Since 2016, new diseases have been reported in several important goose-raising provinces in China, with urate deposition in goose joints and internal organs as the main clinical symptom (Chen et al., 2020a,b), commonly known as gout pathogen detection, pathogen isolation, and gene sequencing have determined that the new disease is caused by a novel GAstV (Liu et al., 2023; Wang et al., 2023; Xu et al., 2023a). Both GAstV-1 and GAstV-2 are seriously harmful to goslings (Wei et al., 2024; Zhu et al., 2024). According to relevant research, GAstV-2 is the predominant type in clinical practice. The discovery of novel GAstV not only increases the diversity of astrovirus species but also broadens the disease patterns caused by astroviruses (Peng et al., 2023; Wang et al., 2023; Xu et al., 2023b). GAstV primarily affects goslings and shows susceptibility across different goose breeds. Currently, the infection rate among geese in clinics is increasing with a (Li et al., 2024; Xu et al., 2023a) morbidity rate of up to 80% and a mortality rate of up to 50%, causing a serious blow to China's goose industry.

Guangdong province is one of the major goose-breeding provinces in China, ranking high in both the number of geese and the yield of goose products.

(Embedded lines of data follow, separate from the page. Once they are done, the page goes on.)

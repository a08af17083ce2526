use crate::config::{OracleConfig, ScoreWeights};
use crate::traits::{RawScore, ScoringOracle};
use crate::types::{PaperRecord, PipelineError, RecordKey, Result};
use crate::utils::retry_backoff;
use backoff::backoff::Backoff;
use serde::Serialize;
use std::sync::Arc;
use tokio::sync::{OwnedSemaphorePermit, Semaphore};
use tracing::{debug, warn};

pub const MIN_COMPONENT: f64 = 1.0;
pub const MAX_COMPONENT: f64 = 10.0;

/// Validated novelty score; every component lies in `[1, 10]`.
#[derive(Debug, Clone, Copy, PartialEq, Serialize)]
pub struct NoveltyScore {
    novelty: f64,
    impact: f64,
    clarity: f64,
    total: f64,
}

impl NoveltyScore {
    /// Clamp the components and combine them with the weighted mean.
    pub fn compute(raw: &RawScore, weights: &ScoreWeights) -> Result<Self> {
        let clamp = |name: &str, value: f64| {
            if value.is_finite() {
                Ok(value.clamp(MIN_COMPONENT, MAX_COMPONENT))
            } else {
                Err(PipelineError::Parse(format!("{} is not a finite number", name)))
            }
        };
        let novelty = clamp("novelty", raw.novelty)?;
        let impact = clamp("impact", raw.impact)?;
        let clarity = clamp("clarity", raw.clarity)?;

        let total = (weights.novelty * novelty + weights.impact * impact + weights.clarity * clarity) / weights.sum();

        Ok(Self {
            novelty,
            impact,
            clarity,
            total: total.clamp(MIN_COMPONENT, MAX_COMPONENT),
        })
    }

    pub fn novelty(&self) -> f64 {
        self.novelty
    }

    pub fn impact(&self) -> f64 {
        self.impact
    }

    pub fn clarity(&self) -> f64 {
        self.clarity
    }

    pub fn total(&self) -> f64 {
        self.total
    }
}

#[derive(Debug, Clone)]
pub struct ScoredCandidate {
    pub record: PaperRecord,
    pub score: NoveltyScore,
    pub reasoning: Option<String>,
}

/// A candidate that never reached ranking.
#[derive(Debug, Clone, PartialEq, Serialize)]
pub struct ScoringExclusion {
    pub key: RecordKey,
    pub reason: String,
    pub attempts: u32,
}

#[derive(Debug)]
pub enum ScoreOutcome {
    Scored(ScoredCandidate),
    Excluded(ScoringExclusion),
}

/// Caps concurrent oracle calls for a whole run.
#[derive(Debug, Clone)]
pub struct ScoringLimiter {
    semaphore: Arc<Semaphore>,
    max_in_flight: usize,
}

impl ScoringLimiter {
    pub fn new(max_in_flight: usize) -> Self {
        Self {
            semaphore: Arc::new(Semaphore::new(max_in_flight)),
            max_in_flight,
        }
    }

    pub fn max_in_flight(&self) -> usize {
        self.max_in_flight
    }

    pub fn available(&self) -> usize {
        self.semaphore.available_permits()
    }

    /// Waits in FIFO order for a permit.
    pub async fn acquire(&self) -> Result<OwnedSemaphorePermit> {
        self.semaphore
            .clone()
            .acquire_owned()
            .await
            .map_err(|e| PipelineError::Transport(format!("scoring limiter closed: {}", e)))
    }
}

/// Timeout, retry and validation around a `ScoringOracle`.
pub struct ScoringOracleClient {
    oracle: Arc<dyn ScoringOracle>,
    limiter: ScoringLimiter,
    config: OracleConfig,
}

impl ScoringOracleClient {
    pub fn new(oracle: Arc<dyn ScoringOracle>, limiter: ScoringLimiter, config: OracleConfig) -> Self {
        Self {
            oracle,
            limiter,
            config,
        }
    }

    /// Score one record. Failures never escape: after the last retry the
    /// record is reported as an exclusion instead.
    pub async fn score(&self, record: PaperRecord) -> ScoreOutcome {
        let key = record.key();
        let mut backoff = retry_backoff(self.config.retry_delay_ms);
        let mut attempts = 0;

        let last_error = loop {
            attempts += 1;
            let error = match self.attempt(&record).await {
                Ok((score, reasoning)) => {
                    return self.admit(record, score, reasoning, attempts);
                }
                Err(e) => e,
            };

            if attempts > self.config.max_retries {
                break error;
            }
            let delay = backoff
                .next_backoff()
                .unwrap_or_else(|| std::time::Duration::from_millis(self.config.retry_delay_ms));
            warn!(
                "Scoring attempt {} for {} failed ({}), retrying in {:?}",
                attempts, key, error, delay
            );
            tokio::time::sleep(delay).await;
        };

        let error = PipelineError::ScoringUnavailable {
            key: key.clone(),
            reason: last_error.to_string(),
        };
        warn!("{} after {} attempts", error, attempts);
        ScoreOutcome::Excluded(ScoringExclusion {
            key,
            reason: error.to_string(),
            attempts,
        })
    }

    async fn attempt(&self, record: &PaperRecord) -> Result<(NoveltyScore, Option<String>)> {
        let timeout = self.config.call_timeout();
        // Permit covers the oracle call only, not the backoff sleep.
        let _permit = self.limiter.acquire().await?;
        let raw = tokio::time::timeout(timeout, self.oracle.score(record))
            .await
            .map_err(|_| PipelineError::Timeout(timeout))??;
        let score = NoveltyScore::compute(&raw, &self.config.weights)?;
        Ok((score, raw.reasoning))
    }

    fn admit(&self, record: PaperRecord, score: NoveltyScore, reasoning: Option<String>, attempts: u32) -> ScoreOutcome {
        if let Some(min_total) = self.config.min_total {
            if score.total() < min_total {
                debug!("{} scored {:.2}, below minimum {:.2}", record.key(), score.total(), min_total);
                return ScoreOutcome::Excluded(ScoringExclusion {
                    key: record.key(),
                    reason: format!("total {:.2} below minimum {:.2}", score.total(), min_total),
                    attempts,
                });
            }
        }
        debug!("{} scored {:.2}", record.key(), score.total());
        ScoreOutcome::Scored(ScoredCandidate {
            record,
            score,
            reasoning,
        })
    }
}

#[cfg(test)]
mod tests {
    use super::*;
    use crate::llm_adapter::MockScoringOracle;
    use crate::types::SourceId;
    use chrono::{TimeZone, Utc};

    fn record(native_id: &str) -> PaperRecord {
        PaperRecord {
            source: SourceId::new("arxiv"),
            native_id: native_id.to_string(),
            title: format!("Paper {}", native_id),
            authors: Vec::new(),
            abstract_text: String::new(),
            published: Utc.with_ymd_and_hms(2025, 11, 2, 9, 0, 0).unwrap(),
            updated: None,
            primary_category: None,
            tags: Vec::new(),
            popularity: None,
            cross_reference: None,
            pdf_url: None,
            landing_url: None,
            comment_count: None,
            github_repo: None,
            github_stars: None,
            thumbnail_url: None,
            raw: serde_json::Value::Null,
        }
    }

    fn client(oracle: MockScoringOracle, config: OracleConfig) -> ScoringOracleClient {
        let limiter = ScoringLimiter::new(config.max_in_flight);
        ScoringOracleClient::new(Arc::new(oracle), limiter, config)
    }

    #[test]
    fn components_are_clamped() {
        let score = NoveltyScore::compute(&RawScore::new(12.0, 0.0, 5.5), &ScoreWeights::default()).unwrap();

        assert_eq!(score.novelty(), 10.0);
        assert_eq!(score.impact(), 1.0);
        assert_eq!(score.clarity(), 5.5);
        assert!((score.total() - 16.5 / 3.0).abs() < 1e-9);
    }

    #[test]
    fn total_is_weighted_mean() {
        let weights = ScoreWeights {
            novelty: 2.0,
            impact: 1.0,
            clarity: 0.0,
        };
        let score = NoveltyScore::compute(&RawScore::new(9.0, 3.0, 1.0), &weights).unwrap();
        assert!((score.total() - 7.0).abs() < 1e-9);
    }

    #[test]
    fn total_never_decreases_when_a_component_grows() {
        let weights = ScoreWeights::default();
        let mut previous = 0.0;
        for novelty in 1..=10 {
            let score = NoveltyScore::compute(&RawScore::new(novelty as f64, 4.0, 6.0), &weights).unwrap();
            assert!(score.total() >= previous);
            assert!((MIN_COMPONENT..=MAX_COMPONENT).contains(&score.total()));
            previous = score.total();
        }
    }

    #[test]
    fn non_finite_components_are_rejected() {
        for raw in [
            RawScore::new(f64::NAN, 5.0, 5.0),
            RawScore::new(5.0, f64::INFINITY, 5.0),
            RawScore::new(5.0, 5.0, f64::NEG_INFINITY),
        ] {
            assert!(matches!(
                NoveltyScore::compute(&raw, &ScoreWeights::default()),
                Err(PipelineError::Parse(_))
            ));
        }
    }

    #[tokio::test]
    async fn limiter_hands_out_bounded_permits() {
        let limiter = ScoringLimiter::new(2);
        let first = limiter.acquire().await.unwrap();
        let _second = limiter.acquire().await.unwrap();
        assert_eq!(limiter.available(), 0);

        drop(first);
        assert_eq!(limiter.available(), 1);
        assert_eq!(limiter.max_in_flight(), 2);
    }

    #[tokio::test(start_paused = true)]
    async fn slow_oracle_call_times_out_and_is_excluded() {
        let config = OracleConfig {
            call_timeout_ms: 1_000,
            max_retries: 1,
            max_in_flight: 1,
            retry_delay_ms: 10,
            ..OracleConfig::default()
        };
        let scoring = client(MockScoringOracle::new().with_delay(5_000), config);

        match scoring.score(record("h1")).await {
            ScoreOutcome::Excluded(exclusion) => {
                assert_eq!(exclusion.key, RecordKey::new("arxiv", "h1"));
                assert_eq!(exclusion.attempts, 2);
                assert!(exclusion.reason.contains("Timed out"), "{}", exclusion.reason);
            }
            ScoreOutcome::Scored(candidate) => panic!("unexpected score {:?}", candidate.score),
        }
        assert_eq!(scoring.limiter.available(), 1);
    }

    #[tokio::test]
    async fn low_totals_are_excluded_after_scoring() {
        let config = OracleConfig {
            min_total: Some(4.0),
            ..OracleConfig::default()
        };
        let oracle = MockScoringOracle::new()
            .with_default_score(RawScore::new(2.0, 3.0, 4.0))
            .with_score("good", 8.0, 7.0, 6.0);
        let scoring = client(oracle, config);

        assert!(matches!(scoring.score(record("good")).await, ScoreOutcome::Scored(_)));
        match scoring.score(record("weak")).await {
            ScoreOutcome::Excluded(exclusion) => {
                assert_eq!(exclusion.attempts, 1);
                assert!(exclusion.reason.contains("below minimum"));
            }
            ScoreOutcome::Scored(_) => panic!("weak paper should not be ranked"),
        }
    }
}
pub mod arxiv;
pub mod community_feed;

pub use arxiv::ArxivAdapter;
pub use community_feed::CommunityFeedAdapter;

use crate::config::{RunOptions, SourceKind};
use crate::fetcher::Fetcher;
use crate::traits::SourceAdapter;
use crate::types::{PipelineError, Result, SourceId};
use std::collections::HashMap;
use std::sync::Arc;
use tracing::debug;

/// Adapters keyed by configured source id.
#[derive(Clone, Default)]
pub struct SourceRegistry {
    adapters: HashMap<SourceId, Arc<dyn SourceAdapter>>,
}

impl SourceRegistry {
    pub fn new() -> Self {
        Self::default()
    }

    pub fn register(&mut self, id: impl Into<SourceId>, adapter: Arc<dyn SourceAdapter>) {
        let id = id.into();
        debug!("Registered adapter for source {}", id);
        self.adapters.insert(id, adapter);
    }

    pub fn with(mut self, id: impl Into<SourceId>, adapter: Arc<dyn SourceAdapter>) -> Self {
        self.register(id, adapter);
        self
    }

    pub fn get(&self, id: &SourceId) -> Option<Arc<dyn SourceAdapter>> {
        self.adapters.get(id).cloned()
    }

    pub fn len(&self) -> usize {
        self.adapters.len()
    }

    pub fn is_empty(&self) -> bool {
        self.adapters.is_empty()
    }

    /// One adapter per enabled source, chosen by its configured kind.
    pub fn from_options(options: &RunOptions, fetcher: Arc<Fetcher>) -> Result<Self> {
        let mut registry = Self::new();
        for source in options.enabled_sources() {
            let adapter: Arc<dyn SourceAdapter> = match source.kind {
                SourceKind::Arxiv => Arc::new(ArxivAdapter::new(fetcher.clone())),
                SourceKind::CommunityFeed => Arc::new(CommunityFeedAdapter::new(fetcher.clone())),
            };
            registry.register(source.id.clone(), adapter);
        }
        if registry.is_empty() {
            return Err(PipelineError::invalid_config("no sources enabled"));
        }
        Ok(registry)
    }
}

However, the epidemic characteristics and pathogenicity of GAstV in Guangdong province are still not fully understood. In-depth epidemiological survey data are crucial to fully understand the current epidemiological characteristics of GAstV and to formulate more effective prevention and control measures. In this study, samples of suspected GAstV infection were collected in Guangdong province over the past 2 yr. The epidemiological characteristics of GAstV were clarified through virus isolation and identification, molecular biological detection, and bioinformatics analysis. This study provides data support for the scientific prevention and control of gouty disease caused by GAstV in goslings.

MATERIALS AND METHODS

Cells, Embryos, Virus, and Antibodies

The LMH cells were cultured in DMEM/F12 (Gibco, Thermo Fisher Scientific, Inc., Shanghai, China) and supplemented with 10% fetal bovine serum at 37°C with 5% CO2. Nine-day-old Magang goose embryos were purchased from Qingyuan Livestock Co. Ltd. (Guangdong, China). The VP27 polyclonal antibody against GAstV-1 and GAstV-2 was previously prepared and stored in our laboratory.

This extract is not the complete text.